Work request:
Your answer should consist of all lines in the listing that hold the word "loader".

Input data:

═══

//! Repository layout documents for the layout engine.
//!
//! This crate owns everything that happens to configuration documents before
//! any file path is classified:
//!
//! - [`schema`]: typed documents, partial fragments and merged configs
//! - [`merge`]: the per-field-family merge rules used by `extends` and
//!   version overrides
//! - [`loader`]: `extends` chain resolution and repository discovery
//! - [`validation`]: schema and semantic checks
//! - [`version`]: version selector parsing and override ordering

pub mod error;
pub mod loader;
pub mod merge;
pub mod schema;
pub mod validation;
pub mod version;

pub use error::{Error, Result};
pub use loader::{ConfigLoader, DEFAULT_MAX_INHERITANCE_DEPTH, LoadedConfig, MASTER_DOCUMENT};
pub use schema::{
    ConfigFragment, DetectionStrategy, FetchStrategy, GLOB_OPTIONS, ModuleCategory, ModulePattern,
    NameExtraction, PathsFragment, PatternType, Relationship, RelationshipType, RepositoryConfig,
    RepositoryPaths, is_glob_entry,
};
pub use validation::{
    DocumentReport, IssueKind, Severity, ValidationIssue, has_errors, validate, validate_all,
};
pub use version::{SelectedOverride, SelectorKind, VersionSelector, parse_version, select_overrides};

═══

Exercise response:
//! - [`loader`]: `extends` chain resolution and repository discovery
pub mod loader;
pub use loader::{ConfigLoader, DEFAULT_MAX_INHERITANCE_DEPTH, LoadedConfig, MASTER_DOCUMENT};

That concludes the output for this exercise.